Kerajaan agama mengutamakan apa yang terlihat. Dengan begitu, mudahlah mengevaluasi progres spiritual umat. Kemajuan yang akan menentukan jenjang tanggungjawab. Yang tidak qualified, karier masuk ke jalur lambat, bahkan bisa tamat. Yang sukses mendapat posisi yang lebih hebat.

Kerajaan agama menilai dari apa yang mampu dikau buat. Berapa besar kontribusi mu kepada lembaga akhirat. Sejauhmana rela mengutamakan agenda rapat, hadir di persekutuan sebagai tanda dikau dianggap umat yang taat.

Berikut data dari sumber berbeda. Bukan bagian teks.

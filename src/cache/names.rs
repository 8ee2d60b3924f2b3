//! Cache naming and version tags

use serde::{Deserialize, Serialize};
use std::fmt;

/// Tag identifying the current generation of cached assets
#[derive(Debug, Clone, PartialEq, Eq, Hash, Serialize, Deserialize)]
#[serde(transparent)]
pub struct CacheVersion(String);

impl CacheVersion {
    /// Create a version tag
    pub fn new(tag: impl Into<String>) -> Self {
        Self(tag.into())
    }

    /// The raw tag
    pub fn as_str(&self) -> &str {
        &self.0
    }
}

impl fmt::Display for CacheVersion {
    fn fmt(&self, f: &mut fmt::Formatter<'_>) -> fmt::Result {
        f.write_str(&self.0)
    }
}

impl From<&str> for CacheVersion {
    fn from(tag: &str) -> Self {
        Self::new(tag)
    }
}

/// Role of a cache store within one version
#[derive(Debug, Clone, Copy, PartialEq, Eq, Hash)]
pub enum CacheRole {
    /// Pre-populated at install time
    Static,
    /// Grows as live traffic succeeds
    Dynamic,
}

impl fmt::Display for CacheRole {
    fn fmt(&self, f: &mut fmt::Formatter<'_>) -> fmt::Result {
        match self {
            Self::Static => write!(f, "static"),
            Self::Dynamic => write!(f, "dynamic"),
        }
    }
}

/// Derives store names for one version and classifies existing stores
#[derive(Debug, Clone, PartialEq, Eq)]
pub struct CacheNames {
    prefix: String,
    version: CacheVersion,
}

impl CacheNames {
    /// Create a namer; an empty prefix yields `{role}-{version}` names
    pub fn new(prefix: impl Into<String>, version: CacheVersion) -> Self {
        Self {
            prefix: prefix.into(),
            version,
        }
    }

    /// The current version
    pub fn version(&self) -> &CacheVersion {
        &self.version
    }

    /// Name of the store for `role` in the current version
    pub fn name_for(&self, role: CacheRole) -> String {
        if self.prefix.is_empty() {
            format!("{}-{}", role, self.version)
        } else {
            format!("{}-{}-{}", self.prefix, role, self.version)
        }
    }

    /// Name of the current static store
    pub fn static_name(&self) -> String {
        self.name_for(CacheRole::Static)
    }

    /// Name of the current dynamic store
    pub fn dynamic_name(&self) -> String {
        self.name_for(CacheRole::Dynamic)
    }

    /// A store is current when its name embeds the current version
    pub fn is_current(&self, name: &str) -> bool {
        name.contains(self.version.as_str())
    }

    /// Stores from other versions, eligible for deletion
    pub fn stale<'a>(&self, names: &'a [String]) -> Vec<&'a String> {
        names.iter().filter(|n| !self.is_current(n)).collect()
    }
}
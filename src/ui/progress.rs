//! Spinner with plain-output fallback

use super::context::UiContext;
use console::style;

/// A task spinner; prints plain status lines when not on a terminal
pub struct TaskSpinner {
    spinner: Option<cliclack::ProgressBar>,
    interactive: bool,
}

impl TaskSpinner {
    pub fn new(ctx: &UiContext) -> Self {
        Self {
            spinner: None,
            interactive: ctx.use_fancy_output(),
        }
    }

    /// Start the spinner with a message
    pub fn start(&mut self, message: &str) {
        if self.interactive {
            let spinner = cliclack::spinner();
            spinner.start(message);
            self.spinner = Some(spinner);
        } else {
            println!("{} {}", style("...").dim(), message);
        }
    }

    /// Stop with success message
    pub fn stop(&mut self, message: &str) {
        self.finish(message, style("[OK]").green());
    }

    /// Stop with warning message
    pub fn stop_warn(&mut self, message: &str) {
        self.finish(message, style("[WARN]").yellow());
    }

    /// Stop with error message
    pub fn stop_error(&mut self, message: &str) {
        match self.spinner.take() {
            Some(spinner) => spinner.error(message),
            None => println!("{} {}", style("[FAIL]").red(), message),
        }
    }

    fn finish(&mut self, message: &str, tag: console::StyledObject<&str>) {
        match self.spinner.take() {
            Some(spinner) => spinner.stop(message),
            None => println!("{} {}", tag, message),
        }
    }
}
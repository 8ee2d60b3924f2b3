//! Request/response model and network access
//!
//! Requests are keyed by their absolute URL (fragment stripped), which is
//! also the key used by every cache store.

pub mod network;
pub mod request;
pub mod response;

pub use network::{HttpNetwork, Network, OfflineNetwork};
pub use request::{Destination, Method, Request};
pub use response::{Response, ResponseSource};

#[cfg(test)]
pub(crate) mod scripted;
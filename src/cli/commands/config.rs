//! Config command - show or edit configuration

use crate::cli::args::{ConfigAction, ConfigArgs};
use crate::config::{Config, ConfigManager, LOCAL_CONFIG_FILE};
use crate::error::{SwError, SwResult};
use crate::ui::{self, UiContext};
use std::path::Path;
use tokio::fs;
use toml_edit::{value, Array, DocumentMut, InlineTable, Item, Table};

/// Execute the config command
pub async fn execute(
    args: ConfigArgs,
    config: &Config,
    manager: &ConfigManager,
) -> SwResult<()> {
    match args.action {
        None | Some(ConfigAction::Show) => show_config(config)?,
        Some(ConfigAction::Path) => println!("{}", manager.path().display()),
        Some(ConfigAction::Init { force }) => init_config(manager, force).await?,
        Some(ConfigAction::Set { key, value, local }) => {
            let path = if local {
                std::env::current_dir()
                    .map_err(|e| SwError::io("getting current directory", e))?
                    .join(LOCAL_CONFIG_FILE)
            } else {
                manager.path().to_path_buf()
            };
            set_value(&path, &key, &value).await?
        }
    }

    Ok(())
}

fn show_config(config: &Config) -> SwResult<()> {
    println!("{}", toml::to_string_pretty(config)?);
    Ok(())
}

async fn init_config(manager: &ConfigManager, force: bool) -> SwResult<()> {
    let ctx = UiContext::detect();
    let path = manager.path();

    if path.exists() && !force {
        ui::step_warn_hint(
            &ctx,
            &format!("Config already exists at {}", path.display()),
            "Use --force to overwrite",
        );
        return Ok(());
    }

    manager.save(&Config::default()).await?;

    ui::step_ok_detail(
        &ctx,
        "Configuration initialized",
        &path.display().to_string(),
    );

    Ok(())
}

#[derive(Debug, Clone, Copy, PartialEq, Eq)]
enum KeyKind {
    Text,
    Integer,
    Boolean,
    List,
    /// A status code or a placeholder path
    ImageFallback,
}

/// Keys settable from the command line, with their value type
const SETTABLE_KEYS: &[(&str, KeyKind)] = &[
    ("general.log_format", KeyKind::Text),
    ("app.origin", KeyKind::Text),
    ("app.cache_prefix", KeyKind::Text),
    ("app.version", KeyKind::Text),
    ("app.static_assets", KeyKind::List),
    ("policy.lookup", KeyKind::Text),
    ("policy.document_fallback", KeyKind::Text),
    ("policy.image_fallback", KeyKind::ImageFallback),
    ("policy.offline_status", KeyKind::Integer),
    ("policy.offline_body", KeyKind::Text),
    ("notifications.default_title", KeyKind::Text),
    ("notifications.default_body", KeyKind::Text),
    ("notifications.icon", KeyKind::Text),
    ("notifications.badge", KeyKind::Text),
    ("notifications.open_url", KeyKind::Text),
    ("registration.script_url", KeyKind::Text),
    ("registration.scope", KeyKind::Text),
    ("registration.update_via_cache", KeyKind::Text),
    ("registration.clean_existing", KeyKind::Boolean),
    ("registration.delay_ms", KeyKind::Integer),
    ("network.timeout_secs", KeyKind::Integer),
    ("network.max_body_bytes", KeyKind::Integer),
    ("storage.dir", KeyKind::Text),
];

fn key_kind(key: &str) -> SwResult<KeyKind> {
    SETTABLE_KEYS
        .iter()
        .find(|(k, _)| *k == key)
        .map(|(_, kind)| *kind)
        .ok_or_else(|| SwError::ConfigKey(key.to_string()))
}

/// Set `key` in the TOML file at `path`, keeping the rest of the file's
/// formatting and comments intact.
async fn set_value(path: &Path, key: &str, raw: &str) -> SwResult<()> {
    let ctx = UiContext::detect();
    let kind = key_kind(key)?;

    let content = if path.exists() {
        fs::read_to_string(path)
            .await
            .map_err(|e| SwError::io(format!("reading {}", path.display()), e))?
    } else {
        String::new()
    };
    let mut doc: DocumentMut = content.parse()?;
    set_in_document(&mut doc, key, parse_item(kind, raw)?)?;

    let updated = doc.to_string();
    toml::from_str::<Config>(&updated)
        .map_err(|e| SwError::ConfigInvalid {
            path: path.to_path_buf(),
            reason: e.to_string(),
        })?
        .validate()?;

    if let Some(parent) = path.parent() {
        fs::create_dir_all(parent)
            .await
            .map_err(|e| SwError::ConfigDirCreate {
                path: parent.to_path_buf(),
                source: e,
            })?;
    }
    fs::write(path, updated)
        .await
        .map_err(|e| SwError::io(format!("writing {}", path.display()), e))?;

    ui::step_ok(
        &ctx,
        &format!("Set {} = {} in {}", key, raw, path.display()),
    );
    Ok(())
}

fn parse_item(kind: KeyKind, raw: &str) -> SwResult<Item> {
    Ok(match kind {
        KeyKind::Text => value(raw),
        KeyKind::Integer => value(
            raw.parse::<i64>()
                .map_err(|_| SwError::User(format!("Invalid number: {}", raw)))?,
        ),
        KeyKind::Boolean => value(parse_bool(raw)?),
        KeyKind::List => {
            let items: Array = raw
                .split(',')
                .map(str::trim)
                .filter(|s| !s.is_empty())
                .collect();
            value(items)
        }
        KeyKind::ImageFallback => {
            let mut table = InlineTable::new();
            match raw.parse::<i64>() {
                Ok(status) => table.insert("status", status.into()),
                Err(_) => table.insert("placeholder", raw.into()),
            };
            value(table)
        }
    })
}

fn set_in_document(doc: &mut DocumentMut, key: &str, item: Item) -> SwResult<()> {
    let (section, leaf) = key
        .split_once('.')
        .ok_or_else(|| SwError::ConfigKey(key.to_string()))?;

    let table = doc
        .entry(section)
        .or_insert(Item::Table(Table::new()))
        .as_table_mut()
        .ok_or_else(|| SwError::User(format!("Expected [{}] to be a table", section)))?;
    table[leaf] = item;
    Ok(())
}

fn parse_bool(value: &str) -> SwResult<bool> {
    match value.to_lowercase().as_str() {
        "true" | "1" | "yes" => Ok(true),
        "false" | "0" | "no" => Ok(false),
        _ => Err(SwError::User(format!(
            "Invalid boolean value: {}. Use true/false",
            value
        ))),
    }
}

#[cfg(test)]
mod tests {
    use super::*;
    use crate::cache::ImageFallback;
    use tempfile::TempDir;

    #[test]
    fn unknown_key_is_rejected() {
        assert!(matches!(key_kind("vm.name"), Err(SwError::ConfigKey(_))));
        assert_eq!(key_kind("app.static_assets").unwrap(), KeyKind::List);
    }

    #[test]
    fn set_keeps_comments() {
        let mut doc: DocumentMut = "# my app\n[app]\nversion = \"v1\" # bump me\n"
            .parse()
            .unwrap();
        set_in_document(&mut doc, "app.cache_prefix", value("site")).unwrap();
        set_in_document(&mut doc, "network.timeout_secs", value(5i64)).unwrap();

        let out = doc.to_string();
        assert!(out.contains("# my app"));
        assert!(out.contains("# bump me"));
        assert!(out.contains("cache_prefix = \"site\""));
        assert!(out.contains("[network]"));
    }

    #[test]
    fn list_values_split_on_commas() {
        let item = parse_item(KeyKind::List, "/, /app.js ,,/style.css").unwrap();
        let array = item.as_array().unwrap();
        let values: Vec<&str> = array.iter().filter_map(|v| v.as_str()).collect();
        assert_eq!(values, vec!["/", "/app.js", "/style.css"]);
    }

    #[tokio::test]
    async fn set_value_writes_valid_config() {
        let temp = TempDir::new().unwrap();
        let path = temp.path().join("config.toml");

        set_value(&path, "app.version", "v3").await.unwrap();
        set_value(&path, "registration.clean_existing", "yes").await.unwrap();

        let config = ConfigManager::with_path(path).load().await.unwrap();
        assert_eq!(config.app.version, "v3");
        assert!(config.registration.clean_existing);
    }

    #[tokio::test]
    async fn set_image_fallback_status_or_placeholder() {
        let temp = TempDir::new().unwrap();
        let path = temp.path().join("config.toml");

        set_value(&path, "policy.image_fallback", "408").await.unwrap();
        let config = ConfigManager::with_path(path.clone()).load().await.unwrap();
        assert_eq!(config.policy.image_fallback, ImageFallback::Status(408));

        set_value(&path, "policy.image_fallback", "/offline.svg").await.unwrap();
        let config = ConfigManager::with_path(path).load().await.unwrap();
        assert_eq!(
            config.policy.image_fallback,
            ImageFallback::Placeholder("/offline.svg".to_string())
        );
    }

    #[tokio::test]
    async fn set_value_rejects_empty_version() {
        let temp = TempDir::new().unwrap();
        let path = temp.path().join("config.toml");

        let err = set_value(&path, "app.version", "").await.unwrap_err();
        assert!(matches!(err, SwError::ConfigValue { .. }));
        assert!(!path.exists());
    }

    #[tokio::test]
    async fn set_value_rejects_invalid_enum() {
        let temp = TempDir::new().unwrap();
        let path = temp.path().join("config.toml");

        let err = set_value(&path, "policy.lookup", "random").await.unwrap_err();
        assert!(matches!(err, SwError::ConfigInvalid { .. }));
        assert!(!path.exists());
    }
}
//! Versioned cache stores
//!
//! Two named stores exist per version: a static store filled eagerly at
//! install time and a dynamic store filled lazily by successful fetches.
//!
//! # Naming
//!
//! | Role | Name |
//! |------|------|
//! | Static | `{prefix}-static-{version}` |
//! | Dynamic | `{prefix}-dynamic-{version}` |
//!
//! Any store whose name does not contain the current version is stale and
//! is deleted on activation. There is no per-entry expiry.

pub mod disk;
pub mod memory;
pub mod names;
pub mod policy;
pub mod storage;

pub use disk::DiskStorage;
pub use memory::MemoryStorage;
pub use names::{CacheNames, CacheRole, CacheVersion};
pub use policy::{FallbackPolicy, ImageFallback, LookupOrder};
pub use storage::CacheStorage;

Jawab Yesus kepadanya: “Kasihilah Tuhan, Allahmu, dengan segenap hatimu dan dengan segenap jiwamu dan dengan segenap akal budimu. Itulah hukum yang terutama dan yang pertama. Dan hukum yang kedua, yang sama dengan itu, ialah: Kasihilah sesamamu manusia seperti dirimu sendiri. (Matius 22:37-39)

Kerajaan Allah (KA) tidaklah demikian. KA fokus kepada apa yang ada di dalam dada, yang menjadi kerinduan manusia sejak purba. Tak peduli dikau latar belakang apa, penganut agama yang mana, semua dahaga.

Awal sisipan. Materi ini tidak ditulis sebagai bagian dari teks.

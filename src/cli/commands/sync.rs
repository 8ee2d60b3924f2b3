//! Sync command - deliver a background sync event

use crate::cli::args::SyncArgs;
use crate::cli::runtime::{NetworkMode, Runtime};
use crate::config::Config;
use crate::error::SwResult;
use crate::ui::{self, UiContext};
use crate::worker::Event;

/// Execute the sync command
pub async fn execute(args: SyncArgs, config: &Config) -> SwResult<()> {
    let ctx = UiContext::detect();
    let runtime = Runtime::open(config, NetworkMode::Offline).await?;
    let worker = runtime.active_worker(config).await?;

    let event = if args.periodic {
        Event::PeriodicSync { tag: args.tag }
    } else {
        Event::Sync { tag: args.tag }
    };
    let kind = event.kind();
    worker.dispatch(event).await?;

    ui::step_ok(&ctx, &format!("{} event acknowledged", kind));
    Ok(())
}
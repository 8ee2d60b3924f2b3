//! CLI command implementations

pub mod cache;
pub mod completions;
pub mod config;
pub mod fetch;
pub mod install;
pub mod push;
pub mod status;
pub mod sync;

pub use cache::execute as cache;
pub use completions::execute as completions;
pub use config::execute as config;
pub use fetch::execute as fetch;
pub use install::execute as install;
pub use push::execute as push;
pub use status::execute as status;
pub use sync::execute as sync;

Haus akan kerinduan bahwa masih ada yang rela mengasihinya apa adanya. Tanpa embel-embel prestasi, kemampuan berkontribusi, apalagi karena ada posisi. Diterima karena dikau siapa, makhluk yang segambar dengan-NYA.

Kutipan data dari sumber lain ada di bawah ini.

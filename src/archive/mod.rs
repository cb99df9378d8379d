//! Archive handles and the extfs operation set.
//!
//! Midnight Commander runs an extfs helper once per operation:
//!
//! ```text
//! helper list    ARCHIVE
//! helper copyout ARCHIVE STORED_NAME LOCAL_FILE
//! helper copyin  ARCHIVE STORED_NAME LOCAL_FILE
//! helper rm      ARCHIVE STORED_NAME
//! helper mkdir   ARCHIVE DIR
//! helper rmdir   ARCHIVE DIR
//! helper run     ARCHIVE STORED_NAME
//! ```
//!
//! Each run opens a fresh [`ArchiveHandle`], which lists the archive once,
//! and then calls one method of [`Archive`]. Plugins implement the methods
//! their archiver supports; the rest report "not supported".

mod generic;

pub use generic::GenericArchive;

use std::ffi::OsStr;
use std::io::Write;
use std::path::{Path, PathBuf};

use anyhow::Result;
use tracing::debug;

use crate::config::Config;
use crate::error::Error;
use crate::exec::{Command, CommandSpec, Dispatcher, ProcessRunner, ToolRunner};
use crate::listing::names::bytes_to_os;
use crate::listing::{ArchiveSnapshot, LineParser};

/// Outcome of one extfs operation, reported to the host as the exit status.
#[derive(Debug, Clone, Copy, PartialEq, Eq)]
pub enum Status {
    Success,
    /// The plugin does not implement the operation.
    Unsupported,
    /// The operation ran but could not be completed, e.g. unknown member.
    Failure,
}

impl Status {
    pub fn code(self) -> u8 {
        match self {
            Status::Success => 0,
            Status::Unsupported | Status::Failure => 1,
        }
    }
}

/// Report that `operation` is not available and return [`Status::Unsupported`].
pub fn unsupported(operation: &str) -> Status {
    eprintln!("{operation}: not supported");
    Status::Unsupported
}

/// An opened archive: its path, one snapshot of its contents and the means
/// to run further archiver commands on it.
pub struct ArchiveHandle {
    dispatcher: Dispatcher,
    snapshot: ArchiveSnapshot,
    uid: u32,
    gid: u32,
    config: Option<Config>,
}

impl ArchiveHandle {
    /// Open `path` and list it with the archiver described by `spec`.
    pub fn open(
        path: impl AsRef<Path>,
        spec: CommandSpec,
        parser: &dyn LineParser,
    ) -> crate::Result<Self> {
        Self::open_with(path, spec, parser, Box::new(ProcessRunner))
    }

    /// Like [`open`](Self::open) but running the archiver through `runner`.
    pub fn open_with(
        path: impl AsRef<Path>,
        spec: CommandSpec,
        parser: &dyn LineParser,
        runner: Box<dyn ToolRunner>,
    ) -> crate::Result<Self> {
        let path = path.as_ref();
        if !path.exists() {
            return Err(Error::ArchiveNotFound(path.to_path_buf()));
        }

        let (uid, gid) = process_ids();
        let dispatcher = Dispatcher::new(spec, PathBuf::from(path), runner);
        let output = dispatcher.invoke(Command::List, None, None)?;
        let snapshot = ArchiveSnapshot::from_listing(&output, parser, uid, gid);
        debug!(archive = %path.display(), entries = snapshot.len(), "archive opened");

        Ok(Self {
            dispatcher,
            snapshot,
            uid,
            gid,
            config: None,
        })
    }

    pub fn with_config(mut self, config: Config) -> Self {
        self.config = Some(config);
        self
    }

    pub fn path(&self) -> &Path {
        self.dispatcher.archive()
    }

    pub fn snapshot(&self) -> &ArchiveSnapshot {
        &self.snapshot
    }

    pub fn spec(&self) -> &CommandSpec {
        self.dispatcher.spec()
    }

    pub fn config(&self) -> Option<&Config> {
        self.config.as_ref()
    }

    pub fn uid(&self) -> u32 {
        self.uid
    }

    pub fn gid(&self) -> u32 {
        self.gid
    }

    /// Real archiver path for a name the host passed in.
    pub fn real_name(&self, display_name: &OsStr) -> Option<&[u8]> {
        self.snapshot.resolve_real_name_os(display_name)
    }

    /// Run an archiver command with optional positional arguments.
    pub fn invoke(
        &self,
        command: Command,
        src: Option<&OsStr>,
        dst: Option<&OsStr>,
    ) -> crate::Result<Vec<u8>> {
        self.dispatcher.invoke(command, src, dst)
    }

    /// Run `command` on the member shown as `display_name`.
    ///
    /// Returns `Ok(None)` when no member has that name.
    pub fn invoke_on_member(
        &self,
        command: Command,
        display_name: &OsStr,
        extra: Option<&OsStr>,
    ) -> crate::Result<Option<Vec<u8>>> {
        let Some(real) = self.real_name(display_name) else {
            return Ok(None);
        };
        let real = bytes_to_os(real);
        self.invoke(command, Some(&real), extra).map(Some)
    }

    /// Write the snapshot in extfs listing format.
    pub fn write_listing(&self, out: &mut dyn Write) -> std::io::Result<()> {
        let format = self.spec().item_format;
        for entry in &self.snapshot {
            format(entry, out)?;
        }
        out.flush()
    }
}

/// The extfs operations of one plugin.
///
/// Only [`open`](Archive::open) and [`handle`](Archive::handle) are
/// required. `list` prints the snapshot; every other operation reports
/// [`Status::Unsupported`] unless the plugin overrides it.
pub trait Archive: Sized {
    /// Plugin name; its lower-cased form names the config section.
    const NAME: &'static str;

    /// Config options the plugin reads.
    const CONFIG_KEYS: &'static [&'static str] = &[];

    /// Open the archive at `path`.
    fn open(path: &Path, config: Config) -> Result<Self>;

    fn handle(&self) -> &ArchiveHandle;

    /// Print the archive contents.
    fn list(&self, out: &mut dyn Write) -> Result<Status> {
        self.handle().write_listing(out)?;
        Ok(Status::Success)
    }

    /// Extract `stored` into the local file `dst`.
    fn copy_out(&self, stored: &OsStr, dst: &Path) -> Result<Status> {
        let _ = (stored, dst);
        Ok(unsupported("copyout"))
    }

    /// Store the local file `src` as `stored`.
    fn copy_in(&self, stored: &OsStr, src: &Path) -> Result<Status> {
        let _ = (stored, src);
        Ok(unsupported("copyin"))
    }

    /// Delete `stored` from the archive.
    fn remove(&self, stored: &OsStr) -> Result<Status> {
        let _ = stored;
        Ok(unsupported("rm"))
    }

    fn make_dir(&self, dir: &OsStr) -> Result<Status> {
        let _ = dir;
        Ok(unsupported("mkdir"))
    }

    fn remove_dir(&self, dir: &OsStr) -> Result<Status> {
        let _ = dir;
        Ok(unsupported("rmdir"))
    }

    /// Execute `stored` from the archive.
    fn run(&self, stored: &OsStr) -> Result<Status> {
        let _ = stored;
        Ok(unsupported("run"))
    }
}

/// Real user and group id of this process.
pub fn process_ids() -> (u32, u32) {
    #[cfg(unix)]
    {
        // SAFETY: getuid/getgid take no arguments and cannot fail.
        unsafe { (libc::getuid() as u32, libc::getgid() as u32) }
    }

    #[cfg(not(unix))]
    {
        (0, 0)
    }
}

#[cfg(test)]
pub(crate) mod tests {
    use super::*;
    use crate::listing::LinePattern;
    use std::cell::RefCell;
    use std::collections::VecDeque;
    use std::ffi::OsString;
    use std::rc::Rc;

    /// Replays canned archiver output and records every call.
    #[derive(Clone, Default)]
    pub(crate) struct ScriptedRunner {
        pub calls: Rc<RefCell<Vec<Vec<OsString>>>>,
        replies: Rc<RefCell<VecDeque<crate::Result<Vec<u8>>>>>,
    }

    impl ScriptedRunner {
        pub fn reply(self, output: &[u8]) -> Self {
            self.replies.borrow_mut().push_back(Ok(output.to_vec()));
            self
        }

        pub fn fail(self, code: i32) -> Self {
            self.replies.borrow_mut().push_back(Err(Error::ToolFailed {
                program: OsString::from("fake"),
                code: Some(code),
            }));
            self
        }

        pub fn call_count(&self) -> usize {
            self.calls.borrow().len()
        }
    }

    impl ToolRunner for ScriptedRunner {
        fn run(&self, _program: &OsStr, args: &[OsString]) -> crate::Result<Vec<u8>> {
            self.calls.borrow_mut().push(args.to_vec());
            self.replies
                .borrow_mut()
                .pop_front()
                .unwrap_or_else(|| Ok(Vec::new()))
        }
    }

    /// A plugin overriding nothing.
    struct Bare(ArchiveHandle);

    impl Archive for Bare {
        const NAME: &'static str = "Bare";

        fn open(_path: &Path, _config: Config) -> Result<Self> {
            unreachable!("tests build the handle directly")
        }

        fn handle(&self) -> &ArchiveHandle {
            &self.0
        }
    }

    fn archive_file() -> tempfile::NamedTempFile {
        tempfile::NamedTempFile::new().unwrap()
    }

    fn open(runner: &ScriptedRunner, path: &Path) -> crate::Result<ArchiveHandle> {
        ArchiveHandle::open_with(
            path,
            CommandSpec::new("fake"),
            &LinePattern::default(),
            Box::new(runner.clone()),
        )
    }

    #[test]
    fn missing_archive_fails_before_spawning() {
        let runner = ScriptedRunner::default();
        let dir = tempfile::tempdir().unwrap();
        let err = open(&runner, &dir.path().join("nope.arc")).err().unwrap();
        assert!(matches!(err, Error::ArchiveNotFound(_)));
        assert_eq!(runner.call_count(), 0);
    }

    #[test]
    fn open_lists_once() {
        let file = archive_file();
        let runner = ScriptedRunner::default()
            .reply(b"-rw-r--r-- 1000 1000     123 2023-10-22 10:00 foo.txt\n");
        let handle = open(&runner, file.path()).unwrap();

        assert_eq!(handle.snapshot().len(), 1);
        let calls = runner.calls.borrow();
        assert_eq!(calls.len(), 1);
        assert_eq!(calls[0], [OsString::from("l"), file.path().as_os_str().to_os_string()]);
    }

    #[test]
    fn open_propagates_listing_failure() {
        let file = archive_file();
        let runner = ScriptedRunner::default().fail(2);
        let err = open(&runner, file.path()).err().unwrap();
        assert!(matches!(err, Error::ToolFailed { code: Some(2), .. }));
    }

    #[test]
    fn empty_listing_lists_successfully() {
        let file = archive_file();
        let runner = ScriptedRunner::default().reply(b"");
        let bare = Bare(open(&runner, file.path()).unwrap());

        let mut out = Vec::new();
        assert_eq!(bare.list(&mut out).unwrap(), Status::Success);
        assert!(out.is_empty());
    }

    #[test]
    fn default_list_prints_item_lines() {
        let file = archive_file();
        let runner = ScriptedRunner::default()
            .reply(b"-rw-r--r-- 1000 1000     123 2023-10-22 10:00  foo.txt\n");
        let bare = Bare(open(&runner, file.path()).unwrap());

        let mut out = Vec::new();
        bare.list(&mut out).unwrap();
        assert_eq!(
            String::from_utf8(out).unwrap(),
            "-rw-r--r--   1 1000     1000          123 2023-10-22 10:00 ~foo.txt\n"
        );
    }

    #[test]
    fn unsupported_operations_spawn_nothing() {
        let file = archive_file();
        let runner = ScriptedRunner::default().reply(b"");
        let bare = Bare(open(&runner, file.path()).unwrap());
        let name = OsStr::new("x");

        let statuses = [
            bare.copy_in(name, Path::new("/tmp/x")).unwrap(),
            bare.copy_out(name, Path::new("/tmp/x")).unwrap(),
            bare.remove(name).unwrap(),
            bare.make_dir(name).unwrap(),
            bare.remove_dir(name).unwrap(),
            bare.run(name).unwrap(),
        ];
        for status in statuses {
            assert_eq!(status, Status::Unsupported);
            assert_ne!(status.code(), 0);
        }
        assert_eq!(runner.call_count(), 1);
    }

    #[test]
    fn invoke_on_member_uses_real_name() {
        let file = archive_file();
        let runner = ScriptedRunner::default()
            .reply(b"-rw-r--r-- 0 0 1 2023-10-22 10:00  a b\n")
            .reply(b"");
        let handle = open(&runner, file.path()).unwrap();

        let out = handle
            .invoke_on_member(Command::Delete, OsStr::new("~a b"), None)
            .unwrap();
        assert_eq!(out, Some(Vec::new()));
        assert_eq!(runner.calls.borrow()[1][2], OsString::from(" a b"));

        let missing = handle
            .invoke_on_member(Command::Delete, OsStr::new("zzz"), None)
            .unwrap();
        assert_eq!(missing, None);
        assert_eq!(runner.call_count(), 2);
    }

    #[test]
    fn config_is_attached() {
        let file = archive_file();
        let runner = ScriptedRunner::default();
        let handle = open(&runner, file.path())
            .unwrap()
            .with_config(Config::default());
        assert!(handle.config().is_some());
    }
}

Kasihilah sesamamu manusia seperti dirimu sendiri. Ucapan sakti yang membuat jiwa berseri-seri. Inti dari kerajaan ilahi, saling mengasihi. Menerima tanpa syarat, menyayangi bukan karena berharap balasan, imbalan berkat.

Sejauhmana dikau dapat menerima keberadaan Saudara, sedalam itu pulalah kasih kepada Sang Pencipta. Dan sebaliknya! Kala berkata: ‘Daku mengasihi DIA.’ Pengakuan itu sesungguhnya terlihat dalam bagaimana daku memperlakukan sesama. Sesama yang mungkin tidak seagama, tidak sevisi, beda dogma, bahkan yang sering membuat sesak dada.

Karena hanya mereka yang meneladani Sang Raja dapat melakukan itu semua. Diludahi, tetap memberkati. Dikhianati, DIA terima. Dihina, DIA diam. Mesias sahabat pendosa, seperti daku dan mungkin juga dikau yang tak ada makna apa-apa bagi gereja mau pun lembaga agama.

Karena itu, berita tentang KA akan selalu dinanti-nanti oleh masyarakat yang diliputi dendam kesumat. Gak usah sakit hati, bila dikau dianggap tidak berarti, terdiskualifikasi dari organisasi rohani. Masih ada warga kerajaan-NYA yang sedia menerima Adinda apa adanya. Senyumlah! (nsm)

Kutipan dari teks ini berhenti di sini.